Page 107 of Three to Fall

I cleared my throat, forcing the full name I hated out of my mouth. “Alexander Key. Tell him he doesn’t know me. But he’ll want to speak to me.”

She raised an eyebrow but waved me off toward the waiting room.

I slunk down in a hard plastic seat and stuck an AirPod in one ear, leaving the other out so I could hear if the woman called my name. I pulled my phone from the pocket of my jeans and scrolled to the podcast app, sighing at the line of check marks against each episode title, indicating I had no new episodes to listen to.

There’d been nothing new since Josiah had been arrested. I’d already listened to all the older episodes at least twice each, but I randomly picked one anyway and let Josiah’s familiar voice fill my ear.

My heart rate lowered with every word, and the feeling of calm I always got when I listened to his teachings was a relief after the bitter disappointments of the last couple of days.
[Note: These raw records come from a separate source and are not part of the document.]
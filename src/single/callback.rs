//! On-demand single request: nothing is sent until `exec` is called.

use crate::request::{Method, RequestDescriptor, RequestTemplate};
use crate::runtime;
use crate::transport::{self, Response, Transport, TransportError};
use crate::{Error, ErrorContext, Result};
use serde_json::Value;
use std::sync::Arc;
use tokio::sync::watch;
use tracing::{debug, info};

/// Published state of a [`RequestCallback`].
#[derive(Debug, Clone)]
pub struct CallbackSnapshot<I> {
    pub in_flight: bool,
    /// Number of `exec` calls so far, retries included.
    pub exec_count: u64,
    /// Input of the most recent `exec`.
    pub input: Option<I>,
    pub response: Option<Response>,
    pub data: Option<Value>,
    pub error: Option<Arc<TransportError>>,
}

impl<I> CallbackSnapshot<I> {
    fn initial() -> Self {
        Self {
            in_flight: false,
            exec_count: 0,
            input: None,
            response: None,
            data: None,
            error: None,
        }
    }

    pub fn is_settled(&self) -> bool {
        !self.in_flight
    }
}

struct CallbackInner<I> {
    template: RequestTemplate<I>,
    overrides: RequestDescriptor,
    transport: Arc<dyn Transport>,
    published: watch::Sender<CallbackSnapshot<I>>,
}

/// Single request issued on demand, with the input of each call recorded for `retry`.
pub struct RequestCallback<I> {
    inner: Arc<CallbackInner<I>>,
}

impl<I> Clone for RequestCallback<I> {
    fn clone(&self) -> Self {
        Self {
            inner: Arc::clone(&self.inner),
        }
    }
}

impl<I> RequestCallback<I>
where
    I: Clone + Send + Sync + 'static,
{
    pub fn builder(template: RequestTemplate<I>) -> RequestCallbackBuilder<I> {
        RequestCallbackBuilder::new(template)
    }

    /// Issue the request for `input`. Returns the new exec count.
    ///
    /// The previous response and data stay visible until this call settles;
    /// the previous error is cleared immediately. Outside a Tokio runtime
    /// this is a `Runtime` error and nothing changes.
    pub fn exec(&self, input: I) -> Result<u64> {
        let request = self.inner.template.resolve(&input, &self.inner.overrides)?;
        let handle = runtime::current_handle("request_callback")?;

        let mut exec_count = 0;
        self.inner.published.send_modify(|s| {
            s.exec_count += 1;
            s.in_flight = true;
            s.error = None;
            s.input = Some(input);
            exec_count = s.exec_count;
        });
        debug!(exec_count, method = %request.effective_method(), "request callback started");

        let inner = Arc::clone(&self.inner);
        handle.spawn(async move {
            let result = transport::send_caught(inner.transport.as_ref(), request).await;
            let published = inner.published.send_if_modified(|s| {
                if s.exec_count != exec_count {
                    return false;
                }
                s.in_flight = false;
                match result {
                    Ok(response) => {
                        s.data = Some(response.body.clone());
                        s.response = Some(response);
                    }
                    Err(err) => s.error = Some(Arc::new(err)),
                }
                true
            });
            if published {
                info!(exec_count, "request callback settled");
            } else {
                debug!(exec_count, "dropping result of superseded call");
            }
        });

        Ok(exec_count)
    }

    /// Re-issue the request for the last input.
    pub fn retry(&self) -> Result<u64> {
        let input = self.inner.published.borrow().input.clone();
        match input {
            Some(input) => self.exec(input),
            None => Err(Error::validation_with_context(
                "retry called before the first exec",
                ErrorContext::new().with_source("request_callback"),
            )),
        }
    }

    pub fn snapshot(&self) -> CallbackSnapshot<I> {
        self.inner.published.borrow().clone()
    }

    pub fn subscribe(&self) -> watch::Receiver<CallbackSnapshot<I>> {
        self.inner.published.subscribe()
    }

    /// Wait until the latest call has settled.
    pub async fn settled(&self) -> Result<CallbackSnapshot<I>> {
        let mut rx = self.subscribe();
        let snapshot = rx
            .wait_for(|s| !s.in_flight)
            .await
            .map_err(|_| {
                Error::runtime_with_context(
                    "request state channel closed",
                    ErrorContext::new().with_source("request_callback"),
                )
            })?
            .clone();
        Ok(snapshot)
    }
}

pub struct RequestCallbackBuilder<I> {
    template: RequestTemplate<I>,
    overrides: RequestDescriptor,
    transport: Option<Arc<dyn Transport>>,
}

impl<I> RequestCallbackBuilder<I>
where
    I: Clone + Send + Sync + 'static,
{
    pub fn new(template: RequestTemplate<I>) -> Self {
        Self {
            template,
            overrides: RequestDescriptor::new(),
            transport: None,
        }
    }

    pub fn transport(mut self, transport: Arc<dyn Transport>) -> Self {
        self.transport = Some(transport);
        self
    }

    pub fn overrides(mut self, overrides: RequestDescriptor) -> Self {
        self.overrides = overrides;
        self
    }

    pub fn method(mut self, method: Method) -> Self {
        self.overrides.method = Some(method);
        self
    }

    pub fn build(self) -> Result<RequestCallback<I>> {
        let transport = match self.transport {
            Some(t) => t,
            None => transport::default_transport()?,
        };
        let (published, _) = watch::channel(CallbackSnapshot::initial());
        Ok(RequestCallback {
            inner: Arc::new(CallbackInner {
                template: self.template,
                overrides: self.overrides,
                transport,
                published,
            }),
        })
    }
}

fn with_method<I>(method: Method, template: RequestTemplate<I>) -> Result<RequestCallback<I>>
where
    I: Clone + Send + Sync + 'static,
{
    RequestCallback::builder(template).method(method).build()
}

pub fn get_callback<I>(template: RequestTemplate<I>) -> Result<RequestCallback<I>>
where
    I: Clone + Send + Sync + 'static,
{
    with_method(Method::Get, template)
}

pub fn post_callback<I>(template: RequestTemplate<I>) -> Result<RequestCallback<I>>
where
    I: Clone + Send + Sync + 'static,
{
    with_method(Method::Post, template)
}

pub fn put_callback<I>(template: RequestTemplate<I>) -> Result<RequestCallback<I>>
where
    I: Clone + Send + Sync + 'static,
{
    with_method(Method::Put, template)
}

pub fn patch_callback<I>(template: RequestTemplate<I>) -> Result<RequestCallback<I>>
where
    I: Clone + Send + Sync + 'static,
{
    with_method(Method::Patch, template)
}

pub fn delete_callback<I>(template: RequestTemplate<I>) -> Result<RequestCallback<I>>
where
    I: Clone + Send + Sync + 'static,
{
    with_method(Method::Delete, template)
}

#[cfg(test)]
mod tests {
    use super::*;
    use crate::transport::from_fn;
    use serde_json::json;
    use std::time::Duration;

    fn echo() -> Arc<dyn Transport> {
        from_fn(|req: RequestDescriptor| async move {
            let url = req.url.unwrap_or_default();
            if url.ends_with("/0") {
                Err(TransportError::Status {
                    status: 404,
                    body: "missing".into(),
                })
            } else {
                Ok(Response::new(json!({ "url": url, "method": req.method })))
            }
        })
    }

    fn users(transport: Arc<dyn Transport>) -> RequestCallback<u32> {
        RequestCallback::builder(RequestTemplate::from_fn(|id: &u32| format!("/users/{}", id)))
            .transport(transport)
            .method(Method::Post)
            .build()
            .unwrap()
    }

    #[tokio::test]
    async fn test_exec_publishes_data() {
        let cb = users(echo());
        assert_eq!(cb.exec(7).unwrap(), 1);
        assert!(cb.snapshot().in_flight);

        let snap = cb.settled().await.unwrap();
        assert_eq!(snap.input, Some(7));
        assert_eq!(snap.data, Some(json!({"url": "/users/7", "method": "POST"})));
        assert!(snap.error.is_none());
    }

    #[tokio::test]
    async fn test_failure_keeps_previous_data() {
        let cb = users(echo());
        cb.exec(1).unwrap();
        cb.settled().await.unwrap();

        cb.exec(0).unwrap();
        let snap = cb.settled().await.unwrap();
        assert_eq!(snap.error.as_ref().and_then(|e| e.status()), Some(404));
        assert_eq!(snap.data, Some(json!({"url": "/users/1", "method": "POST"})));
    }

    #[tokio::test]
    async fn test_retry_before_exec_is_an_error() {
        let cb = users(echo());
        assert!(matches!(cb.retry(), Err(Error::Validation { .. })));
    }

    #[tokio::test]
    async fn test_retry_reuses_last_input() {
        let cb = users(echo());
        cb.exec(0).unwrap();
        cb.settled().await.unwrap();

        assert_eq!(cb.retry().unwrap(), 2);
        let snap = cb.settled().await.unwrap();
        assert_eq!(snap.input, Some(0));
        assert_eq!(snap.exec_count, 2);
        assert!(snap.error.is_some());
    }

    #[tokio::test]
    async fn test_superseded_call_never_publishes() {
        let transport = from_fn(|req: RequestDescriptor| async move {
            let slow = req.url.as_deref() == Some("/users/1");
            if slow {
                tokio::time::sleep(Duration::from_millis(50)).await;
            }
            Ok::<_, TransportError>(Response::new(json!(req.url)))
        });
        let cb = users(transport);
        cb.exec(1).unwrap();
        cb.exec(2).unwrap();

        let snap = cb.settled().await.unwrap();
        assert_eq!(snap.data, Some(json!("/users/2")));

        tokio::time::sleep(Duration::from_millis(80)).await;
        assert_eq!(cb.snapshot().data, Some(json!("/users/2")));
    }

    #[test]
    fn test_exec_outside_runtime_changes_nothing() {
        let cb = users(echo());
        assert!(matches!(cb.exec(7), Err(Error::Runtime { .. })));
        let snap = cb.snapshot();
        assert_eq!(snap.exec_count, 0);
        assert!(!snap.in_flight);
        assert!(snap.input.is_none());
    }

    #[tokio::test]
    async fn test_panicking_transport_settles_with_error() {
        let cb = users(from_fn(|_req: RequestDescriptor| async move {
            if true {
                panic!("handler crashed");
            }
            Ok::<_, TransportError>(Response::new(json!(null)))
        }));
        cb.exec(3).unwrap();
        let snap = tokio::time::timeout(Duration::from_secs(2), cb.settled())
            .await
            .expect("call settles")
            .unwrap();
        assert!(!snap.in_flight);
        assert!(matches!(snap.error.as_deref(), Some(TransportError::Other(msg)) if msg.contains("handler crashed")));
    }
}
The last few months, really.

Nobody ever kept their promises. Not Riot. Not War or Hawk. Not every foster parent who’d promised to adopt me but then picked a cute little baby instead of the gangly preteen who nobody wanted.

Not Tulip.

Alice.

Her betrayal was the one that had hurt the most.

“Alexander Key?” a guard standing by the door called.

I stood quickly, shoving my headphones in my pocket. “He agreed to see me?”

The man nodded. “Yes. But he hasn’t earned the right to visitation in the main room. You’ll have to make do with the phones. Booth seven, right down the end.”

“Thank you.”

I didn’t care how I got to talk to Josiah. Just that I did.

Nerves shook my fingers as I approached, and I gave myself a mental slap in the face, trying to be cool. I didn’t want to come across as some sort of groupie, all starstruck and unable to speak clearly when face-to-face with a celebrity.

I sat in front of the thick, clear screen, scratched and nicked and smudged with fingerprints. An old-school phone with a cord hung on a hook to my right. A door on the other side opened and a guard led the prophet into the room.

Despite myself, my heartbeat picked up, racing fast. My leg bounced like it had a mind of its own.

Josiah scowled at the guard, saying something I couldn’t hear, and limped toward the booth, walking with the slow, shuffling movements of someone who’d been recently injured. His lips moved in rapid succession that could have been curse words as he sat and stared at me.

He didn’t look like the pictures I’d seen of him on the Ethereal Eden website. I was used to seeing him all in white,his hair long, beard neatly trimmed. It was a stark difference from the bright-orange jumpsuit with black numbers and letters stamped across the front of it. His long hair was greasy and unkempt, scraped back into a messy ponytail with strands falling loose everywhere.

I picked up the phone warily and put it to my ear.

A second later, Josiah did the same.

“Who are you?” he asked.

He might have looked almost like a different person, but his voice was one I knew. One I’d listened to weekly ever since I’d first heard about Ethereal Eden.

My nerves drifted away. “Alexander…Just Xan, really. Xan Key. You don’t know me.”

“Clearly.”

“But I know you. I’ve listened to all your podcasts. I have for a long time. I have to tell you how seen and heard I feel every time you have a new episode…” I trailed off at the bored expression on Josiah’s face.

His eyes suddenly sharpened, and he leaned forward, closer to the glass that separated us. “What’s that tattoo on your forearm?”

I blinked and gazed down at the arm resting on the little desk in front of me. I had a Slayers’ tattoo there that I’d gotten years ago when I’d first been accepted as a prospect. I held it up so Josiah could see it.

“You’re a Slayer?” He sat back, at least as far as his cuffs would allow. “Well, you suddenly got a whole lot more interesting.”